:: EXERCISE ::
Retyping the data exactly is the task. Include every line.

:: RECORDS SUPPLIED ::
--- --- ---

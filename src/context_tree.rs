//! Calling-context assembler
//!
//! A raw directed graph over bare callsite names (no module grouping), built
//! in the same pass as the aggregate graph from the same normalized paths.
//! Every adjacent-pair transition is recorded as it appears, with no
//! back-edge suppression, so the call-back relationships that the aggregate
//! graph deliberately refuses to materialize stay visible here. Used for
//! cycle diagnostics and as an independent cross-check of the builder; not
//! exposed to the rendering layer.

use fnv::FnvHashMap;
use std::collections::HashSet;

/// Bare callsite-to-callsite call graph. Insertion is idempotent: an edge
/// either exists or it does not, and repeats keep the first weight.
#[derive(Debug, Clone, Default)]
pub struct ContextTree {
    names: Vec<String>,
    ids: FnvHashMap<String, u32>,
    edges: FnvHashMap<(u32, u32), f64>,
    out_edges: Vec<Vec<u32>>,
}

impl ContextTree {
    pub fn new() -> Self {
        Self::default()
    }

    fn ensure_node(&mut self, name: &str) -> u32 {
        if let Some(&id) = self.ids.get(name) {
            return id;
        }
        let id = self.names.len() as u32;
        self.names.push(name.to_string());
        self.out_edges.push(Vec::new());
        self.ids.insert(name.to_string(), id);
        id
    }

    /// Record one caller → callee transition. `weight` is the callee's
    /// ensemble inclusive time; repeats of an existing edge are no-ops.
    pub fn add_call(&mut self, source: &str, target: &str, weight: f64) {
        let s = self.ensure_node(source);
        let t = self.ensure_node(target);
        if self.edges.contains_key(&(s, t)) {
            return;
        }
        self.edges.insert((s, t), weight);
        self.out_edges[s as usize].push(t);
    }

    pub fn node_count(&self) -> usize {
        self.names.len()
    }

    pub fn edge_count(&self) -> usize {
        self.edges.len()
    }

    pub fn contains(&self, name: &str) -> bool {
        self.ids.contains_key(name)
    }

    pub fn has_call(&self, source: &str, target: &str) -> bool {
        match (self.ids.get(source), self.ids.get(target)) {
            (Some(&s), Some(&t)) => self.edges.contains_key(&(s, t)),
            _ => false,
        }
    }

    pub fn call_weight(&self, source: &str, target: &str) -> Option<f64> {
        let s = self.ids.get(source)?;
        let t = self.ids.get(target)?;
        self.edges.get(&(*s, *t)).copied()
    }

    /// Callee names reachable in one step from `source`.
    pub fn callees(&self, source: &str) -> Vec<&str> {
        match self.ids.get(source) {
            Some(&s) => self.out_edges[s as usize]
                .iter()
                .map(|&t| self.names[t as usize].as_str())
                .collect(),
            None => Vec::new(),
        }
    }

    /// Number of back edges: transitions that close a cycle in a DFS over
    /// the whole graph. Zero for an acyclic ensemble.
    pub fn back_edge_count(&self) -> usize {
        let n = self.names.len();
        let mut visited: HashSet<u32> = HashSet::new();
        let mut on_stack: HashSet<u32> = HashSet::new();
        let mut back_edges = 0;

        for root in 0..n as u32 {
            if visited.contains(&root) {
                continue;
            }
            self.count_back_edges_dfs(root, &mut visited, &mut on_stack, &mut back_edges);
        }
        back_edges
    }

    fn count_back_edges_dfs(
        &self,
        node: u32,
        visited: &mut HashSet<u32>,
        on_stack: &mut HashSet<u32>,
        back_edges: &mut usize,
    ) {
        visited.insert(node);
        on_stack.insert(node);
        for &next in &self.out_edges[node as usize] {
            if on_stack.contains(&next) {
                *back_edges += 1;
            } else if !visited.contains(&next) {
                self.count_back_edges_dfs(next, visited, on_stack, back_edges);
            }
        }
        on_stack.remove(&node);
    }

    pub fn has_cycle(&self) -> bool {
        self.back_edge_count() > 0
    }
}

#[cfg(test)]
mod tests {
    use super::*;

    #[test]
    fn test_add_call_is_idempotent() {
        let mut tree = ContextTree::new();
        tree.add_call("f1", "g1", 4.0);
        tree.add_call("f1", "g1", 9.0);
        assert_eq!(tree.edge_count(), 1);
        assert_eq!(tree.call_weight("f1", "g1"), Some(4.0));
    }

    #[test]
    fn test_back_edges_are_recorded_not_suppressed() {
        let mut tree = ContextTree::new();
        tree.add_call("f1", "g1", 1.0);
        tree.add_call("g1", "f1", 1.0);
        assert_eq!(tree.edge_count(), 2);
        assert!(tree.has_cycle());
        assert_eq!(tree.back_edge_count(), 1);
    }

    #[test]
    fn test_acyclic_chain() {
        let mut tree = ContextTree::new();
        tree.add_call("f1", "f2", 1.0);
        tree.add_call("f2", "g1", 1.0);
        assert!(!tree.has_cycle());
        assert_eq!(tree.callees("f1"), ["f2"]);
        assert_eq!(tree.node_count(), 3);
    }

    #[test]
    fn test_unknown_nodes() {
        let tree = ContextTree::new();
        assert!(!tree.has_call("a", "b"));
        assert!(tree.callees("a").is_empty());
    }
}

--- --- ---

:: PROBLEM SOLUTION ::
filename src/context_tree.rs
//! Calling-context assembler
//!
//! A raw directed graph over bare callsite names (no module grouping), built
//! in the same pass as the aggregate graph from the same normalized paths.
//! Every adjacent-pair transition is recorded as it appears, with no
//! back-edge suppression, so the call-back relationships that the aggregate
//! graph deliberately refuses to materialize stay visible here. Used for
//! cycle diagnostics and as an independent cross-check of the builder; not
//! exposed to the rendering layer.

use fnv::FnvHashMap;
use std::collections::HashSet;

/// Bare callsite-to-callsite call graph. Insertion is idempotent: an edge
/// either exists or it does not, and repeats keep the first weight.
#[derive(Debug, Clone, Default)]
pub struct ContextTree {
    names: Vec<String>,
    ids: FnvHashMap<String, u32>,
    edges: FnvHashMap<(u32, u32), f64>,
    out_edges: Vec<Vec<u32>>,
}

impl ContextTree {
    pub fn new() -> Self {
        Self::default()
    }

    fn ensure_node(&mut self, name: &str) -> u32 {
        if let Some(&id) = self.ids.get(name) {
            return id;
        }
        let id = self.names.len() as u32;
        self.names.push(name.to_string());
        self.out_edges.push(Vec::new());
        self.ids.insert(name.to_string(), id);
        id
    }

    /// Record one caller → callee transition. `weight` is the callee's
    /// ensemble inclusive time; repeats of an existing edge are no-ops.
    pub fn add_call(&mut self, source: &str, target: &str, weight: f64) {
        let s = self.ensure_node(source);
        let t = self.ensure_node(target);
        if self.edges.contains_key(&(s, t)) {
            return;
        }
        self.edges.insert((s, t), weight);
        self.out_edges[s as usize].push(t);
    }

    pub fn node_count(&self) -> usize {
        self.names.len()
    }

    pub fn edge_count(&self) -> usize {
        self.edges.len()
    }

    pub fn contains(&self, name: &str) -> bool {
        self.ids.contains_key(name)
    }

    pub fn has_call(&self, source: &str, target: &str) -> bool {
        match (self.ids.get(source), self.ids.get(target)) {
            (Some(&s), Some(&t)) => self.edges.contains_key(&(s, t)),
            _ => false,
        }
    }

    pub fn call_weight(&self, source: &str, target: &str) -> Option<f64> {
        let s = self.ids.get(source)?;
        let t = self.ids.get(target)?;
        self.edges.get(&(*s, *t)).copied()
    }

    /// Callee names reachable in one step from `source`.
    pub fn callees(&self, source: &str) -> Vec<&str> {
        match self.ids.get(source) {
            Some(&s) => self.out_edges[s as usize]
                .iter()
                .map(|&t| self.names[t as usize].as_str())
                .collect(),
            None => Vec::new(),
        }
    }

    /// Number of back edges: transitions that close a cycle in a DFS over
    /// the whole graph. Zero for an acyclic ensemble.
    pub fn back_edge_count(&self) -> usize {
        let n = self.names.len();
        let mut visited: HashSet<u32> = HashSet::new();
        let mut on_stack: HashSet<u32> = HashSet::new();
        let mut back_edges = 0;

        for root in 0..n as u32 {
            if visited.contains(&root) {
                continue;
            }
            self.count_back_edges_dfs(root, &mut visited, &mut on_stack, &mut back_edges);
        }
        back_edges
    }

    fn count_back_edges_dfs(
        &self,
        node: u32,
        visited: &mut HashSet<u32>,
        on_stack: &mut HashSet<u32>,
        back_edges: &mut usize,
    ) {
        visited.insert(node);
        on_stack.insert(node);
        for &next in &self.out_edges[node as usize] {
            if on_stack.contains(&next) {
                *back_edges += 1;
            } else if !visited.contains(&next) {
                self.count_back_edges_dfs(next, visited, on_stack, back_edges);
            }
        }
        on_stack.remove(&node);
    }

    pub fn has_cycle(&self) -> bool {
        self.back_edge_count() > 0
    }
}

#[cfg(test)]
mod tests {
    use super::*;

    #[test]
    fn test_add_call_is_idempotent() {
        let mut tree = ContextTree::new();
        tree.add_call("f1", "g1", 4.0);
        tree.add_call("f1", "g1", 9.0);
        assert_eq!(tree.edge_count(), 1);
        assert_eq!(tree.call_weight("f1", "g1"), Some(4.0));
    }

    #[test]
    fn test_back_edges_are_recorded_not_suppressed() {
        let mut tree = ContextTree::new();
        tree.add_call("f1", "g1", 1.0);
        tree.add_call("g1", "f1", 1.0);
        assert_eq!(tree.edge_count(), 2);
        assert!(tree.has_cycle());
        assert_eq!(tree.back_edge_count(), 1);
    }

    #[test]
    fn test_acyclic_chain() {
        let mut tree = ContextTree::new();
        tree.add_call("f1", "f2", 1.0);
        tree.add_call("f2", "g1", 1.0);
        assert!(!tree.has_cycle());
        assert_eq!(tree.callees("f1"), ["f2"]);
        assert_eq!(tree.node_count(), 3);
    }

    #[test]
    fn test_unknown_nodes() {
        let tree = ContextTree::new();
        assert!(!tree.has_call("a", "b"));
        assert!(tree.callees("a").is_empty());
    }
}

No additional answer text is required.